A Love Supreme is rightly considered the ultimate achievement of
John Coltrane's late work. It has been performed whole or in part by countless players, though usually just its first movement. Drummer
John Hanrahan and guitarist
Henry Kaiser have long histories with this music.
Kaiser's dates to 1965 when he heard
A Love Supreme as a 16-year-old college freshman.
Hanrahan's dates to a lengthy 2003 interview with
Coltrane drummer
Elvin Jones and
Ashley Khan's book-length treatise on the original sessions. Though he's performed it across the country with an acoustic quartet,
Hanrahan approached
Kaiser in 2017 about an electric version. The guitarist introduced him to
Meditations as
Coltrane's intended sequel, and they assembled various bands to perform both suites live over several years. The other players -- saxophonist
Vinny Golia, organist
Wayne Peet, and bassist
Mike Watt -- brought their own experiences as they worked live in studio, recording both suites in one day in February 2019.
While this record is wildly exploratory, the source material is never eclipsed by excess or ego. This quintet approaches the work kaleidoscopically, investigating from a variety of musical angles.
Kaiser's approach is informed by his studies of Indian raga, and a decades-long decoding of
Miles Davis' electric music on five
Yo Miles! albums with
Wadada Leo Smith.
Hanrahan's and
Peet's inspirations are spiritual and psychological; each performance adds depth and dimension to their inner lives and musical vocations.

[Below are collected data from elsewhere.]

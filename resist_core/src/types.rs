//! Core types shared by the parser and the analyzer

use serde::{Deserialize, Serialize};
use std::fmt;
use std::str::FromStr;

/// Assumed power level of a creature's resistance trait
///
/// Chosen per creature at analysis time, never stored on the creature.
#[derive(Debug, Clone, Copy, Default, PartialEq, Eq, PartialOrd, Ord, Hash, Serialize, Deserialize)]
#[serde(rename_all = "snake_case")]
pub enum ResistanceTier {
    #[default]
    Normal,
    Strong,
    Strongest,
}

impl ResistanceTier {
    /// Get all tiers in ascending order
    pub fn all() -> &'static [ResistanceTier] {
        &[
            ResistanceTier::Normal,
            ResistanceTier::Strong,
            ResistanceTier::Strongest,
        ]
    }

    /// Label used by the source documents
    pub fn label(&self) -> &'static str {
        match self {
            ResistanceTier::Normal => "通常",
            ResistanceTier::Strong => "強",
            ResistanceTier::Strongest => "最強",
        }
    }
}

impl fmt::Display for ResistanceTier {
    fn fmt(&self, f: &mut fmt::Formatter<'_>) -> fmt::Result {
        f.write_str(self.label())
    }
}

/// Error returned when a tier name is not recognized
#[derive(Debug, Clone, PartialEq, Eq, thiserror::Error)]
#[error("unknown resistance tier: {0}")]
pub struct UnknownTier(pub String);

impl FromStr for ResistanceTier {
    type Err = UnknownTier;

    fn from_str(s: &str) -> Result<Self, Self::Err> {
        match s.trim() {
            "通常" => Ok(ResistanceTier::Normal),
            "強" => Ok(ResistanceTier::Strong),
            "最強" => Ok(ResistanceTier::Strongest),
            other => match other.to_ascii_lowercase().as_str() {
                "normal" => Ok(ResistanceTier::Normal),
                "strong" => Ok(ResistanceTier::Strong),
                "strongest" => Ok(ResistanceTier::Strongest),
                _ => Err(UnknownTier(other.to_string())),
            },
        }
    }
}

/// Minimum tier a half/null entry needs, taken from the inline marker
#[derive(Debug, Clone, Copy, Default, PartialEq, Eq, Hash, Serialize, Deserialize)]
#[serde(rename_all = "snake_case")]
pub enum TierMarker {
    #[default]
    Untagged,
    RequiresStrong,
    RequiresStrongest,
}

impl TierMarker {
    /// Star suffix shown next to tagged entries
    pub fn stars(&self) -> &'static str {
        match self {
            TierMarker::Untagged => "",
            TierMarker::RequiresStrong => "★",
            TierMarker::RequiresStrongest => "★★",
        }
    }

    pub fn is_tagged(&self) -> bool {
        *self != TierMarker::Untagged
    }
}

/// An attribute name with the tier marker found on its source line
#[derive(Debug, Clone, PartialEq, Eq, Hash, Serialize, Deserialize)]
pub struct TaggedAttribute {
    pub name: String,
    #[serde(default)]
    pub marker: TierMarker,
}

impl TaggedAttribute {
    pub fn new(name: impl Into<String>, marker: TierMarker) -> Self {
        TaggedAttribute {
            name: name.into(),
            marker,
        }
    }

    pub fn untagged(name: impl Into<String>) -> Self {
        Self::new(name, TierMarker::Untagged)
    }

    /// Whether this entry covers the given attack attribute
    ///
    /// Entries match by containment, so `猛毒` covers `毒`.
    pub fn names(&self, attribute: &str) -> bool {
        names_attribute(&self.name, attribute)
    }
}

impl fmt::Display for TaggedAttribute {
    fn fmt(&self, f: &mut fmt::Formatter<'_>) -> fmt::Result {
        match self.marker {
            TierMarker::Untagged => f.write_str(&self.name),
            marker => write!(f, "{} {}", self.name, marker.stars()),
        }
    }
}

/// Containment match between a parsed entry and a catalog attribute
pub(crate) fn names_attribute(entry: &str, attribute: &str) -> bool {
    !attribute.is_empty() && entry.contains(attribute)
}

/// Outcome of one attack attribute against one creature
#[derive(Debug, Clone, Copy, PartialEq, Eq, Hash, Serialize, Deserialize)]
#[serde(rename_all = "snake_case")]
pub enum Verdict {
    Weak,
    Half,
    Null,
    Normal,
    /// The creature has no resistance description at all
    Unknown,
}

impl Verdict {
    /// Label used by the source documents
    pub fn label(&self) -> &'static str {
        match self {
            Verdict::Weak => "弱点",
            Verdict::Half => "半減",
            Verdict::Null => "無効",
            Verdict::Normal => "通常",
            Verdict::Unknown => "情報なし",
        }
    }

    /// Half or Null
    pub fn is_resisted(&self) -> bool {
        matches!(self, Verdict::Half | Verdict::Null)
    }
}

impl fmt::Display for Verdict {
    fn fmt(&self, f: &mut fmt::Formatter<'_>) -> fmt::Result {
        f.write_str(self.label())
    }
}

/// One creature selection in an analysis request
#[derive(Debug, Clone, PartialEq, Eq, Serialize, Deserialize)]
pub struct AnalysisEntry {
    pub creature: String,
    #[serde(default)]
    pub tier: ResistanceTier,
}

impl AnalysisEntry {
    pub fn new(creature: impl Into<String>, tier: ResistanceTier) -> Self {
        AnalysisEntry {
            creature: creature.into(),
            tier,
        }
    }
}

impl From<&str> for AnalysisEntry {
    fn from(s: &str) -> Self {
        AnalysisEntry::new(s, ResistanceTier::Normal)
    }
}

#[cfg(test)]
mod tests {
    use super::*;

    #[test]
    fn test_tier_ordering() {
        assert!(ResistanceTier::Normal < ResistanceTier::Strong);
        assert!(ResistanceTier::Strong < ResistanceTier::Strongest);
        assert_eq!(ResistanceTier::all().len(), 3);
    }

    #[test]
    fn test_tier_from_str() {
        assert_eq!("最強".parse::<ResistanceTier>(), Ok(ResistanceTier::Strongest));
        assert_eq!("強".parse::<ResistanceTier>(), Ok(ResistanceTier::Strong));
        assert_eq!("Normal".parse::<ResistanceTier>(), Ok(ResistanceTier::Normal));
        assert_eq!(" strongest ".parse::<ResistanceTier>(), Ok(ResistanceTier::Strongest));
        assert!("ultra".parse::<ResistanceTier>().is_err());
    }

    #[test]
    fn test_tagged_attribute_display() {
        assert_eq!(TaggedAttribute::untagged("イオ").to_string(), "イオ");
        assert_eq!(
            TaggedAttribute::new("ヒャド", TierMarker::RequiresStrong).to_string(),
            "ヒャド ★"
        );
        assert_eq!(
            TaggedAttribute::new("ドルマ", TierMarker::RequiresStrongest).to_string(),
            "ドルマ ★★"
        );
    }

    #[test]
    fn test_names_by_containment() {
        let entry = TaggedAttribute::untagged("猛毒");
        assert!(entry.names("毒"));
        assert!(!entry.names("マヒ"));
        assert!(!entry.names(""));
    }

    #[test]
    fn test_verdict_serialization() {
        let json = serde_json::to_string(&Verdict::Null).unwrap();
        assert_eq!(json, "\"null\"");
        let marker = serde_json::to_string(&TierMarker::RequiresStrongest).unwrap();
        assert_eq!(marker, "\"requires_strongest\"");
    }
}
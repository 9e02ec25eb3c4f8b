pub mod error;
pub mod ports;
pub mod repos;
pub mod service;
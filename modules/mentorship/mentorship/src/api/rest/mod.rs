mod dto;
mod error;
mod extract;
mod handlers;
mod routes;

pub use dto::{
    BookSessionBody, CreateRequestBody, DecideRequestBody, ReplaceSlotsBody,
    UpdateSessionStatusBody,
};
pub use routes::{AppState, router};
use mentorship_sdk::MentorshipEvent;

/// Outbound port for state-change events. Publishing is fire-and-forget;
/// a failing subscriber must never fail the operation that emitted it.
pub trait EventPublisher: Send + Sync {
    fn publish(&self, event: &MentorshipEvent);
}

/// Publisher that logs events through `tracing`. Default wiring when no
/// collaborator subscribes.
pub struct TracingEventPublisher;

impl EventPublisher for TracingEventPublisher {
    fn publish(&self, event: &MentorshipEvent) {
        tracing::info!(?event, "mentorship event");
    }
}
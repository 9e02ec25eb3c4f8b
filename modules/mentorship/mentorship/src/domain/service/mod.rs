mod availability;
mod requests;
mod sessions;

use std::collections::HashMap;
use std::sync::Arc;

use directory_sdk::{DirectoryClient, Role, UserRecord, UserSummary};
use uuid::Uuid;

pub use sessions::parse_session_date;

use crate::config::MentorshipConfig;
use crate::contract::AuthContext;
use crate::domain::error::DomainError;
use crate::domain::ports::EventPublisher;
use crate::domain::repos::{RequestsRepository, SessionsRepository, SlotsRepository};

/// Domain service for the request ledger, the session gate and the
/// availability glue. All operations take an explicit [`AuthContext`] and
/// check roles and ownership against it.
#[derive(Clone)]
pub struct Service {
    requests: Arc<dyn RequestsRepository>,
    sessions: Arc<dyn SessionsRepository>,
    slots: Arc<dyn SlotsRepository>,
    directory: Arc<dyn DirectoryClient>,
    events: Arc<dyn EventPublisher>,
    config: MentorshipConfig,
}

impl Service {
    /// Create a service with its repositories and collaborators.
    pub fn new(
        requests: Arc<dyn RequestsRepository>,
        sessions: Arc<dyn SessionsRepository>,
        slots: Arc<dyn SlotsRepository>,
        directory: Arc<dyn DirectoryClient>,
        events: Arc<dyn EventPublisher>,
        config: MentorshipConfig,
    ) -> Self {
        Self {
            requests,
            sessions,
            slots,
            directory,
            events,
            config,
        }
    }

    /// List all mentors from the directory (read model for mentee UIs).
    ///
    /// # Errors
    /// [`DomainError::Directory`] when the directory is unavailable.
    pub async fn list_mentors(&self) -> Result<Vec<UserSummary>, DomainError> {
        Ok(self.directory.list_by_role(Role::Mentor).await?)
    }

    fn require_role(ctx: &AuthContext, required: Role) -> Result<(), DomainError> {
        if ctx.is(required) {
            Ok(())
        } else {
            Err(DomainError::RoleRequired {
                caller_id: ctx.user_id,
                required,
            })
        }
    }

    /// Resolve an id through the directory and insist on the expected role.
    async fn resolve_as(&self, id: Uuid, expected: Role) -> Result<UserRecord, DomainError> {
        let record = self.directory.resolve_user(id).await?;
        match record {
            Some(user) if user.role() == expected => Ok(user),
            _ => Err(DomainError::RoleMismatch { id, expected }),
        }
    }

    /// Read-side join: fetch counterpart summaries for a set of ids. A
    /// directory miss yields no summary rather than failing the list.
    async fn summaries_for(
        &self,
        ids: impl IntoIterator<Item = Uuid>,
    ) -> Result<HashMap<Uuid, UserSummary>, DomainError> {
        let mut summaries = HashMap::new();
        for id in ids {
            if summaries.contains_key(&id) {
                continue;
            }
            if let Some(user) = self.directory.resolve_user(id).await? {
                summaries.insert(id, user.summary());
            }
        }
        Ok(summaries)
    }
}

Golia's incantatory tenor introduces "Acknowledgement" as the band opens a frame around him. Later,
Golia's solos are free, though retain the modal melody as a central tenet.
Kaiser,
Peet, and
Watt embellish, fill, and accent before engaging in lengthy solos atop a dynamic group dialogue driven by
Hanrahan.
Watt introduces "Resolution" solo, before
Kaiser's distorted squall opens a door for
Peet, who, with
Hanrahan and
Golia, swings like mad through vanguard post-bop.
Peet's swirling organ acts as an engine for the collective modal improvisation in "Pursuance."
Meditations' "The Father and The Son and The Holy Ghost" theme presents
Golia's testament of it at once as a grounding centerpiece and the lift-off point for focused group improv. "Consequences" offers abstract interplay as the hub for cohesive group conversation and aural mapmaking.
A Love Supreme's "Acknowledgement" is reprised as a set closer with the entire band playing the vamp. It simmers and flows as
Golia articulates its melody on tenor, then switches to soprano in his solo as
Peet adorns and underscores his lines with shimmering chords.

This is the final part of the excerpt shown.